- _Exercise description_
The word "HashMap" occurs in some of the lines below; copy each of those lines.
====================
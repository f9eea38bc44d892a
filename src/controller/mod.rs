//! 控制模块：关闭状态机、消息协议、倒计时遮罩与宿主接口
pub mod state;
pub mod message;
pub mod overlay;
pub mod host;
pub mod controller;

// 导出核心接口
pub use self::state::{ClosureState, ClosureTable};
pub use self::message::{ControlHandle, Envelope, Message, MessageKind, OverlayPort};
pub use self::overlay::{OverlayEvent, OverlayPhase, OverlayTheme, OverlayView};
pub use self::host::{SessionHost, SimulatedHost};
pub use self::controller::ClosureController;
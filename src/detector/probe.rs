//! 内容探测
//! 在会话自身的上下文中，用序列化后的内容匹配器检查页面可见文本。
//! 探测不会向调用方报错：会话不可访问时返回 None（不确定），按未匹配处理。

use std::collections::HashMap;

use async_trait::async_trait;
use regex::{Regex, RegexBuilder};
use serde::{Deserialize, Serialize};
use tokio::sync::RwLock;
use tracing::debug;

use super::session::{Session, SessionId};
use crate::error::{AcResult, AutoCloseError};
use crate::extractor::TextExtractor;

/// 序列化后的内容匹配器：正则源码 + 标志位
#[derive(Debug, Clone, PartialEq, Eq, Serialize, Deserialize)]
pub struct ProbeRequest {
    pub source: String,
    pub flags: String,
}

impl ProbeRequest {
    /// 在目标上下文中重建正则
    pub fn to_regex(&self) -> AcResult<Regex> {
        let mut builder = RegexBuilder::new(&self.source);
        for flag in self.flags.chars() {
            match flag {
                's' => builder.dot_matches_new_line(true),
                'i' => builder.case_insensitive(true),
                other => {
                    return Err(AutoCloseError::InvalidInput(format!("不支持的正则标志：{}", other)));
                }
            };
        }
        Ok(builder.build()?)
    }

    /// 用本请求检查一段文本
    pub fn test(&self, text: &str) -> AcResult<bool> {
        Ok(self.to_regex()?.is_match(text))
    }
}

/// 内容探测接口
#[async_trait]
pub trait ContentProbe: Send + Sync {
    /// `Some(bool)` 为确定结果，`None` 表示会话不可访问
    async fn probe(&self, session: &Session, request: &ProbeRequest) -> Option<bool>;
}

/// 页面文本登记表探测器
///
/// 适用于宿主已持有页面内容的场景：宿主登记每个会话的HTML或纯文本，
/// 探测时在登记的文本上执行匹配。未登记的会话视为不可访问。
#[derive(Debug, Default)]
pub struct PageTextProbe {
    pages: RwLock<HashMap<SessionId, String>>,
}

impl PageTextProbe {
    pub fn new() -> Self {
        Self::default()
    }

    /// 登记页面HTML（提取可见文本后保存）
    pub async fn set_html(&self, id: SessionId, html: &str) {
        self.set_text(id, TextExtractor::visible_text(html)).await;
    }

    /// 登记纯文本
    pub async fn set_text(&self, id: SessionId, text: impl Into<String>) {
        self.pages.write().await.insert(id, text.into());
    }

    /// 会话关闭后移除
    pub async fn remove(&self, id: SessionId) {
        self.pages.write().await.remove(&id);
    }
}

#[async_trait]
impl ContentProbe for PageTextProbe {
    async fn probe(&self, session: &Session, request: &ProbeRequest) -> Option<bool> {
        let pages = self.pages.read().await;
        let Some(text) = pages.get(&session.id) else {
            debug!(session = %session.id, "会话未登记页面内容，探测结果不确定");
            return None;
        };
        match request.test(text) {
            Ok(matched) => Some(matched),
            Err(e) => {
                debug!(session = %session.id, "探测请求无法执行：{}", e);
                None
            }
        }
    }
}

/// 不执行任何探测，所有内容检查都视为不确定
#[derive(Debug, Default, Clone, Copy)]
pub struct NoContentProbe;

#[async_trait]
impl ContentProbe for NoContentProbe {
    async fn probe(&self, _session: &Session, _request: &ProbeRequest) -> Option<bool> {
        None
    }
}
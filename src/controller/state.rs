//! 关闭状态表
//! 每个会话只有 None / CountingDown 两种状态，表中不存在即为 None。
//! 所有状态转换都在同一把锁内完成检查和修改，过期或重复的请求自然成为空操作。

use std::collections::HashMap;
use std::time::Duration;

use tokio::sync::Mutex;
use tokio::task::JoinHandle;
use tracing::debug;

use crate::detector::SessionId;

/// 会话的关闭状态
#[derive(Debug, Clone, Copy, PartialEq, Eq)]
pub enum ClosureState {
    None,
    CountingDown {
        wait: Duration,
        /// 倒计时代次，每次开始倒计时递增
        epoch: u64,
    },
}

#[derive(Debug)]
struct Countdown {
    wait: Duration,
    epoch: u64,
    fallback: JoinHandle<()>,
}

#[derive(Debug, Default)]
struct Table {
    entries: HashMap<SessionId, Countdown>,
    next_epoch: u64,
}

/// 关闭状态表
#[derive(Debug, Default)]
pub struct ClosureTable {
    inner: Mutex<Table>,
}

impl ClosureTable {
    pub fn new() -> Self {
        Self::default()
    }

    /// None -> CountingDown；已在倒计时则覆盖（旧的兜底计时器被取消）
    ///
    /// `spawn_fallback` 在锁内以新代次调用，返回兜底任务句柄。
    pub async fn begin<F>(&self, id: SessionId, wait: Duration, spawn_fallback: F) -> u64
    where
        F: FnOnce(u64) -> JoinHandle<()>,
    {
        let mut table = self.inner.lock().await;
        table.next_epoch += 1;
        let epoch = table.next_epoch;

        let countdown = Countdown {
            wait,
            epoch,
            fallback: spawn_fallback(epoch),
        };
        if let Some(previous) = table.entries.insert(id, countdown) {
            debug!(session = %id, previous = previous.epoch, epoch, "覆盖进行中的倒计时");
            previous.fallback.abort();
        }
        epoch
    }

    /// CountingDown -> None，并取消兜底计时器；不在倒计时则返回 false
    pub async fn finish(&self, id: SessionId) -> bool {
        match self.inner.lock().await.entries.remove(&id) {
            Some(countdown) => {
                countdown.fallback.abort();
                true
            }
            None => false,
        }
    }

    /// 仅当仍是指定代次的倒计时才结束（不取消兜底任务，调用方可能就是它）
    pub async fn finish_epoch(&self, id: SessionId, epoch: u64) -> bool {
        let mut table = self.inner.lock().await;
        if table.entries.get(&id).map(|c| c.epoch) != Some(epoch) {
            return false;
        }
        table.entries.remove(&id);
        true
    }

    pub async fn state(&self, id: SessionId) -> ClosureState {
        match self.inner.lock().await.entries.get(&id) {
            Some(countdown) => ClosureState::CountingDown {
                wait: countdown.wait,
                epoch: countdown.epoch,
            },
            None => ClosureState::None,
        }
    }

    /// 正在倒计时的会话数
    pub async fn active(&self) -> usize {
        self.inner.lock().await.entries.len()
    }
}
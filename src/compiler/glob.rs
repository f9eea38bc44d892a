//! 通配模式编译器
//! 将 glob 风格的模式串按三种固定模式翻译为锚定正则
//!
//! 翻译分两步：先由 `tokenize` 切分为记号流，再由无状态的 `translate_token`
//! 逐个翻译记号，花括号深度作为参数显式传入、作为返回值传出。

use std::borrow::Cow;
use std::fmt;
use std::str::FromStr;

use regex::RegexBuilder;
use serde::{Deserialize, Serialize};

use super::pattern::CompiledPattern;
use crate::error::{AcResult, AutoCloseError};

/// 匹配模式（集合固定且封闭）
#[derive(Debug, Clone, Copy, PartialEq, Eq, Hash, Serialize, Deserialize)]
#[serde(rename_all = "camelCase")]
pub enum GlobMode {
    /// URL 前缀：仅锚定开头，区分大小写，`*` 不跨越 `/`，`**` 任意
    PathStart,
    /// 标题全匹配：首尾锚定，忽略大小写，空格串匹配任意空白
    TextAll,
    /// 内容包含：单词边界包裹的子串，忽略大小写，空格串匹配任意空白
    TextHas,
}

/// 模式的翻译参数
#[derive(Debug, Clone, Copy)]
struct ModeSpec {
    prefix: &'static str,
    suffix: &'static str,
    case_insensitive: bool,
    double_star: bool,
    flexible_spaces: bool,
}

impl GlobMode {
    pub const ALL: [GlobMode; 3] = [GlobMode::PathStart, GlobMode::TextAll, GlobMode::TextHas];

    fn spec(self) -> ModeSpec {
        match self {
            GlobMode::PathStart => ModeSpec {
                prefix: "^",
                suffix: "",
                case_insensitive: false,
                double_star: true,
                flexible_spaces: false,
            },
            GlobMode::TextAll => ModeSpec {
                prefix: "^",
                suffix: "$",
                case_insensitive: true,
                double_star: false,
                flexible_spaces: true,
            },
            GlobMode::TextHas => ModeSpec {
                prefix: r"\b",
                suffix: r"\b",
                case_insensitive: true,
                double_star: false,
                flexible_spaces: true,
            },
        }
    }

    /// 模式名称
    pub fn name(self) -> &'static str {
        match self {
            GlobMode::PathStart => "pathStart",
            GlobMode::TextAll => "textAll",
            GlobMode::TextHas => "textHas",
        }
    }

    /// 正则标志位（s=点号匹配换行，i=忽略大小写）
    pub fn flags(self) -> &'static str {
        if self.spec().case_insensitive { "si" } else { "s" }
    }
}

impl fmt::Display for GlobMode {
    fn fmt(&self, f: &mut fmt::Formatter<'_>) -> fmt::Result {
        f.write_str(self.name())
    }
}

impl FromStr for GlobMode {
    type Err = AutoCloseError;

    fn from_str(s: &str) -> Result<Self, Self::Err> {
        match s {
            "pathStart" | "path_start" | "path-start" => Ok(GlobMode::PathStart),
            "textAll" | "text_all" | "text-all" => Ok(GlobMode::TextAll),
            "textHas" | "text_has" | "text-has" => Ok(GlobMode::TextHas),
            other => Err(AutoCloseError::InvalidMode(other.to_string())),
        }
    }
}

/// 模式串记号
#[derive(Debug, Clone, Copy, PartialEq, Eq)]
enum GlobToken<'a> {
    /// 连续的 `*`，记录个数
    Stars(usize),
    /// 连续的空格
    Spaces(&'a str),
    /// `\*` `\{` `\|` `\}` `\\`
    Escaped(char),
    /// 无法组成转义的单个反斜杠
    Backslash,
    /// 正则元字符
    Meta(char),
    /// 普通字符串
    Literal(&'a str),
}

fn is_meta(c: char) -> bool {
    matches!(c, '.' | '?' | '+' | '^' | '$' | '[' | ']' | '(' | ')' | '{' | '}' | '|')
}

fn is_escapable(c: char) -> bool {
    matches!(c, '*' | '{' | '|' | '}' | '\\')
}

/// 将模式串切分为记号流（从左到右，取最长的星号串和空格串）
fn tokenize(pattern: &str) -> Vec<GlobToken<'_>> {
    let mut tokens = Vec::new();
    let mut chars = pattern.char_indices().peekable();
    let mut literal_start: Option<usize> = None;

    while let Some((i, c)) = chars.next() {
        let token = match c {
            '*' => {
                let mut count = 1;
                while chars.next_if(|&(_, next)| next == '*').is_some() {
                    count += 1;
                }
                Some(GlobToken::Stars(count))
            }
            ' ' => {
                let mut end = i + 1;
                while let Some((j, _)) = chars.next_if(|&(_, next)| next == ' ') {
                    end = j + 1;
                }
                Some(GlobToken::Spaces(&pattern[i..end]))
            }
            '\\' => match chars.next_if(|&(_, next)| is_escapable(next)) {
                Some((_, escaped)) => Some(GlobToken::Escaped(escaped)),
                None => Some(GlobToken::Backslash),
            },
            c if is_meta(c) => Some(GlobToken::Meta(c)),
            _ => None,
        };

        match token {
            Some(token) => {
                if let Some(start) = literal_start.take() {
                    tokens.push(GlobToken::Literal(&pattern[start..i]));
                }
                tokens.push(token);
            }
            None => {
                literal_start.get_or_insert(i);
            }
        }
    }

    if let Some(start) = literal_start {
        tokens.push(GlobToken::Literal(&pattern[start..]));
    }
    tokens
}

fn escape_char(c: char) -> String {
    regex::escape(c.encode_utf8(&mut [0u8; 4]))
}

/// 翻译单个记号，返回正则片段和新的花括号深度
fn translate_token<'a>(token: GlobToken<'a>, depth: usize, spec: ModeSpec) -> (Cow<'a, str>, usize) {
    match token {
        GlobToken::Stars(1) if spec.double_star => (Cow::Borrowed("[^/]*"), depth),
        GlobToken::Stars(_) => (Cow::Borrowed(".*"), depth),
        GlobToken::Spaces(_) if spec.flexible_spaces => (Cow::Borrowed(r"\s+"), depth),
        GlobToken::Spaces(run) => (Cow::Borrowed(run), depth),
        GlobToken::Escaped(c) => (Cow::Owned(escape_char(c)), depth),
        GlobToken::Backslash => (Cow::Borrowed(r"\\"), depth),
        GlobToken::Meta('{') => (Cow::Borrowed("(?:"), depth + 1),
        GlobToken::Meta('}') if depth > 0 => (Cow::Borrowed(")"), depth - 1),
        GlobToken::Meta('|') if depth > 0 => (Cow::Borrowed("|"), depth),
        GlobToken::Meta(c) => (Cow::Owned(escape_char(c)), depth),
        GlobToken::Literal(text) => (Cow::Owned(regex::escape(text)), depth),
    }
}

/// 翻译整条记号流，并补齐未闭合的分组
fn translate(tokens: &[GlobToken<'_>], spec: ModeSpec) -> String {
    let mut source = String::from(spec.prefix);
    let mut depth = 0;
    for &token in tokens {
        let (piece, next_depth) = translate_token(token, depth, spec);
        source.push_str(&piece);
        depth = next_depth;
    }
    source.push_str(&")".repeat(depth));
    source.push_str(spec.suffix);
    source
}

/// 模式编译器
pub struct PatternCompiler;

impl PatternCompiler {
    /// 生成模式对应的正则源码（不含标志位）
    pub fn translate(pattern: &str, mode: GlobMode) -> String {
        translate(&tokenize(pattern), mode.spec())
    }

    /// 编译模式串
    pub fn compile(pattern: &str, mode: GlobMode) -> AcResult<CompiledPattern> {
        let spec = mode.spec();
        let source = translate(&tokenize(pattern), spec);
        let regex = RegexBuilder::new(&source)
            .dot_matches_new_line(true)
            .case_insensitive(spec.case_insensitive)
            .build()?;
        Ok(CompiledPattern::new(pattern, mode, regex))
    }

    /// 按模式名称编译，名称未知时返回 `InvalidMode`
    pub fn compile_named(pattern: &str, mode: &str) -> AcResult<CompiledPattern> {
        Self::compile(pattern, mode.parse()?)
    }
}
====================
- _Response_
use std::collections::HashMap;
    pages: RwLock<HashMap<SessionId, String>>,
use std::collections::HashMap;
    entries: HashMap<SessionId, Countdown>,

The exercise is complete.